Buenos Aires ("BA" for short) offers two basic types: a thin-crust called a la piedra, cooked in a stone-floor oven with the pie resting on the bottom and hence crisp, and de molde, with a thicker, doughier crust, often cooked in a conventional oven. The former began as the province of larger pizzerias, which had the wherewithal to construct high-volume, flame-spewing ovens. The second type are mainly made by small ma-and-pa shops that dot neighborhoods like NYC's own local pizzerias. In practice, the line between the two types of pies is often blurred in a way bewildering to visitors, and there are more obscure varieties of pizza too numerous to mention here.
The best of the neighborhood pizzerias, such as Pizza Krozz in Palermo Hollywood, make their own dough, fashioned by hand into pies of approximately 14 inches in diameter cut into eight slices with a knife that looks almost like a machete. (The circular-blade pizza cutter has apparently not made it into the southern hemisphere.) The crust is slightly thicker than our own traditional pies, more like Staten Island pizzas.
The toppings, available singly or in combination, are limited in number, mainly confined to mozzarella (always spelled "muzzarella," as if pronounced with a Brooklyn-Italian accent), anchovies, baked ham, green or black olives, boiled eggs, salami, and -- quite oddly, I thought -- Roquefort cheese. The mozzarella often constitutes a thick blanket, making the ubiquitous "double mozzarella" option seems absurd. Sometimes a cheesy béchamel is substituted for mozzarella, probably for reasons of economy.

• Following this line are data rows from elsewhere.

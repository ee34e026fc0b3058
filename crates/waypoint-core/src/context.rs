//! Per-request context and the dispatch chain.
//!
//! A [`Context`] is created for every request. It owns the request, the
//! bound route parameters, the handler chain picked by the router and the
//! response written so far. [`Context::next`] walks the chain.

use std::fmt;
use std::sync::Arc;
use std::time::{Duration, Instant};

use bytes::Bytes;
use http::{HeaderMap, Method, StatusCode};
use serde::{Deserialize, Serialize};
use uuid::Uuid;
use waypoint_router::{Params, RouteMatch};

use crate::error::HandlerError;
use crate::handler::{BoxFuture, BoxedHandler, HandlerResult};
use crate::types::{Request, Response, ResponseExt};

/// Header carrying an incoming request id.
pub const REQUEST_ID_HEADER: &str = "x-request-id";

/// A unique identifier for each request, using UUID v7.
///
/// UUID v7 is time-ordered, so ids sort by arrival in log output.
///
/// # Example
///
/// ```
/// use waypoint_core::RequestId;
///
/// let id = RequestId::new();
/// println!("Request ID: {}", id);
/// ```
#[derive(Debug, Clone, Copy, PartialEq, Eq, Hash, Serialize, Deserialize)]
#[serde(transparent)]
pub struct RequestId(Uuid);

impl RequestId {
    /// Creates a new unique request ID using UUID v7.
    #[must_use]
    pub fn new() -> Self {
        Self(Uuid::now_v7())
    }

    /// Creates a `RequestId` from an existing UUID.
    #[must_use]
    pub const fn from_uuid(uuid: Uuid) -> Self {
        Self(uuid)
    }

    /// Reads the id from the `x-request-id` header, or generates one when
    /// the header is missing or not a UUID.
    #[must_use]
    pub fn from_headers(headers: &HeaderMap) -> Self {
        headers
            .get(REQUEST_ID_HEADER)
            .and_then(|value| value.to_str().ok())
            .and_then(|value| Uuid::parse_str(value.trim()).ok())
            .map_or_else(Self::new, Self)
    }

    /// Returns the underlying UUID.
    #[must_use]
    pub const fn as_uuid(&self) -> &Uuid {
        &self.0
    }
}

impl Default for RequestId {
    fn default() -> Self {
        Self::new()
    }
}

impl fmt::Display for RequestId {
    fn fmt(&self, f: &mut fmt::Formatter<'_>) -> fmt::Result {
        write!(f, "{}", self.0)
    }
}

impl From<Uuid> for RequestId {
    fn from(uuid: Uuid) -> Self {
        Self(uuid)
    }
}

impl From<RequestId> for Uuid {
    fn from(id: RequestId) -> Self {
        id.0
    }
}

/// Per-request state that flows through the handler chain.
///
/// # Example
///
/// ```
/// use http::{Method, StatusCode};
/// use waypoint_core::{handler_fn, BoxedHandler, Context};
/// use waypoint_router::Router;
///
/// let hello = handler_fn(|ctx| {
///     Box::pin(async move {
///         let name = ctx.param("name").unwrap_or("stranger").to_string();
///         ctx.text(StatusCode::OK, format!("hello {name}"));
///         Ok(())
///     })
/// });
///
/// let mut router: Router<BoxedHandler> = Router::new();
/// router.add(Method::GET, "/hello/:name", [hello]).unwrap();
///
/// let request = http::Request::get("/hello/ada").body(Default::default()).unwrap();
/// let route = router.find(request.method(), request.uri().path()).unwrap();
/// let mut ctx = Context::with_route(request, route);
///
/// tokio_test::block_on(ctx.next()).unwrap();
/// assert_eq!(ctx.path(), "/hello/:name");
/// assert!(ctx.is_committed());
/// ```
pub struct Context {
    request: Request,
    request_id: RequestId,
    pattern: Option<Arc<str>>,
    params: Params,
    wildcard: Option<String>,
    chain: Arc<[BoxedHandler]>,
    cursor: usize,
    aborted: bool,
    response: Option<Response>,
    started_at: Instant,
    extensions: http::Extensions,
}

impl Context {
    /// Creates a context for a matched route.
    #[must_use]
    pub fn with_route(request: Request, route: RouteMatch<BoxedHandler>) -> Self {
        let mut ctx = Self::with_chain(request, route.handlers);
        ctx.pattern = Some(route.pattern);
        ctx.params = route.params;
        ctx.wildcard = route.wildcard;
        ctx
    }

    /// Creates a context for a request that matched nothing. The given
    /// chain is the application's not-found chain.
    #[must_use]
    pub fn not_found(request: Request, chain: impl Into<Arc<[BoxedHandler]>>) -> Self {
        Self::with_chain(request, chain.into())
    }

    fn with_chain(request: Request, chain: Arc<[BoxedHandler]>) -> Self {
        let request_id = RequestId::from_headers(request.headers());
        Self {
            request,
            request_id,
            pattern: None,
            params: Params::new(),
            wildcard: None,
            chain,
            cursor: 0,
            aborted: false,
            response: None,
            started_at: Instant::now(),
            extensions: http::Extensions::new(),
        }
    }

    /// Runs the rest of the chain.
    ///
    /// Each remaining handler is called in order. A handler may call `next`
    /// itself to run everything after it and then continue; when it returns
    /// the loop picks up wherever the cursor was left. With the cursor at the
    /// end this is a no-op.
    ///
    /// # Errors
    ///
    /// Returns the first error a handler produces. Nothing after the failing
    /// handler runs.
    pub fn next(&mut self) -> BoxFuture<'_, HandlerResult> {
        Box::pin(async move {
            while let Some(handler) = self.chain.get(self.cursor).cloned() {
                self.cursor += 1;
                tracing::trace!(handler = handler.name(), position = self.cursor, "calling handler");
                if let Err(e) = handler.call(self).await {
                    // A wrapping handler may swallow the error; nothing past
                    // the failing handler runs either way.
                    self.cursor = self.chain.len();
                    return Err(e);
                }
            }
            Ok(())
        })
    }

    /// Skips every handler that has not run yet.
    pub fn abort(&mut self) {
        self.cursor = self.chain.len();
        self.aborted = true;
    }

    /// Returns `true` if [`abort`](Self::abort) was called.
    #[must_use]
    pub const fn is_aborted(&self) -> bool {
        self.aborted
    }

    /// Number of handlers in the chain.
    #[must_use]
    pub fn chain_len(&self) -> usize {
        self.chain.len()
    }

    /// The request being handled.
    #[must_use]
    pub const fn request(&self) -> &Request {
        &self.request
    }

    /// Mutable access to the request, for middlewares that rewrite it.
    pub fn request_mut(&mut self) -> &mut Request {
        &mut self.request
    }

    /// The request method.
    #[must_use]
    pub fn method(&self) -> &Method {
        self.request.method()
    }

    /// The request headers.
    #[must_use]
    pub fn headers(&self) -> &HeaderMap {
        self.request.headers()
    }

    /// The raw request body.
    #[must_use]
    pub fn body(&self) -> &Bytes {
        self.request.body()
    }

    /// The pattern of the matched route, or `""` when nothing matched.
    #[must_use]
    pub fn path(&self) -> &str {
        self.pattern.as_deref().unwrap_or_default()
    }

    /// Returns `true` if the request matched a route.
    #[must_use]
    pub const fn is_matched(&self) -> bool {
        self.pattern.is_some()
    }

    /// A bound path parameter.
    #[must_use]
    pub fn param(&self, name: &str) -> Option<&str> {
        self.params.get(name)
    }

    /// All bound path parameters.
    #[must_use]
    pub const fn params(&self) -> &Params {
        &self.params
    }

    /// The path suffix captured by a trailing `*`.
    #[must_use]
    pub fn wildcard(&self) -> Option<&str> {
        self.wildcard.as_deref()
    }

    /// The request id.
    #[must_use]
    pub const fn request_id(&self) -> &RequestId {
        &self.request_id
    }

    /// Time since the context was created.
    #[must_use]
    pub fn elapsed(&self) -> Duration {
        self.started_at.elapsed()
    }

    /// Typed values shared between handlers of this request.
    #[must_use]
    pub const fn extensions(&self) -> &http::Extensions {
        &self.extensions
    }

    /// Mutable access to the shared values.
    pub fn extensions_mut(&mut self) -> &mut http::Extensions {
        &mut self.extensions
    }

    /// Sets the response. Only the first response written is kept.
    pub fn set_response(&mut self, response: Response) {
        if self.response.is_some() {
            tracing::warn!(
                request_id = %self.request_id,
                status = response.status().as_u16(),
                "response already committed"
            );
            return;
        }
        self.response = Some(response);
    }

    /// Writes a plain-text response.
    pub fn text(&mut self, status: StatusCode, body: impl Into<String>) {
        self.set_response(Response::text(status, body));
    }

    /// Writes a response with an explicit content type.
    pub fn bytes(&mut self, status: StatusCode, content_type: &str, body: impl Into<Bytes>) {
        self.set_response(Response::with_body(status, content_type, body));
    }

    /// Writes a JSON response.
    ///
    /// # Errors
    ///
    /// Returns an internal error if the value cannot be serialized.
    pub fn json<T: Serialize>(&mut self, status: StatusCode, value: &T) -> HandlerResult {
        let body = serde_json::to_vec(value)
            .map_err(|e| HandlerError::internal_with_source("failed to serialize response", e))?;
        self.bytes(status, "application/json", body);
        Ok(())
    }

    /// Returns `true` once a response has been written.
    #[must_use]
    pub const fn is_committed(&self) -> bool {
        self.response.is_some()
    }

    /// The response written so far.
    #[must_use]
    pub const fn response(&self) -> Option<&Response> {
        self.response.as_ref()
    }

    /// Takes the written response out of the context.
    pub fn take_response(&mut self) -> Option<Response> {
        self.response.take()
    }

    /// Consumes the context, returning the written response.
    #[must_use]
    pub fn into_response(self) -> Option<Response> {
        self.response
    }
}

impl fmt::Debug for Context {
    fn fmt(&self, f: &mut fmt::Formatter<'_>) -> fmt::Result {
        f.debug_struct("Context")
            .field("request_id", &self.request_id)
            .field("method", self.request.method())
            .field("uri", self.request.uri())
            .field("pattern", &self.pattern)
            .field("params", &self.params)
            .field("cursor", &self.cursor)
            .field("chain_len", &self.chain.len())
            .field("committed", &self.response.is_some())
            .finish_non_exhaustive()
    }
}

At Krozz, my friends and I ordered the Calabresa, intrigued that the pie referenced the part of Southern Italy described as the heel of the boot, and a region from which many immigrants to New York came. It's also a place known for its love of hot chiles, usually eaten in dried form sprinkled on dishes. But we found no hot peppers anywhere on Buenos Aries pizzas. The Krozz Calabresa pie -- which took the guy 20 minutes to produce, from dough ball to finished pie -- boasted a thick blanket of cheese but little tomato sauce, rounds of thick sausage something like pepperoni, pitted green olives, and a hearty sprinkle of dried oregano. The crust was nicely browned, thick without being doughy, and verged on the wonderful. Altogether, a satisfying pie and a bargain at 39 pesos, which translates into about $6 in American money.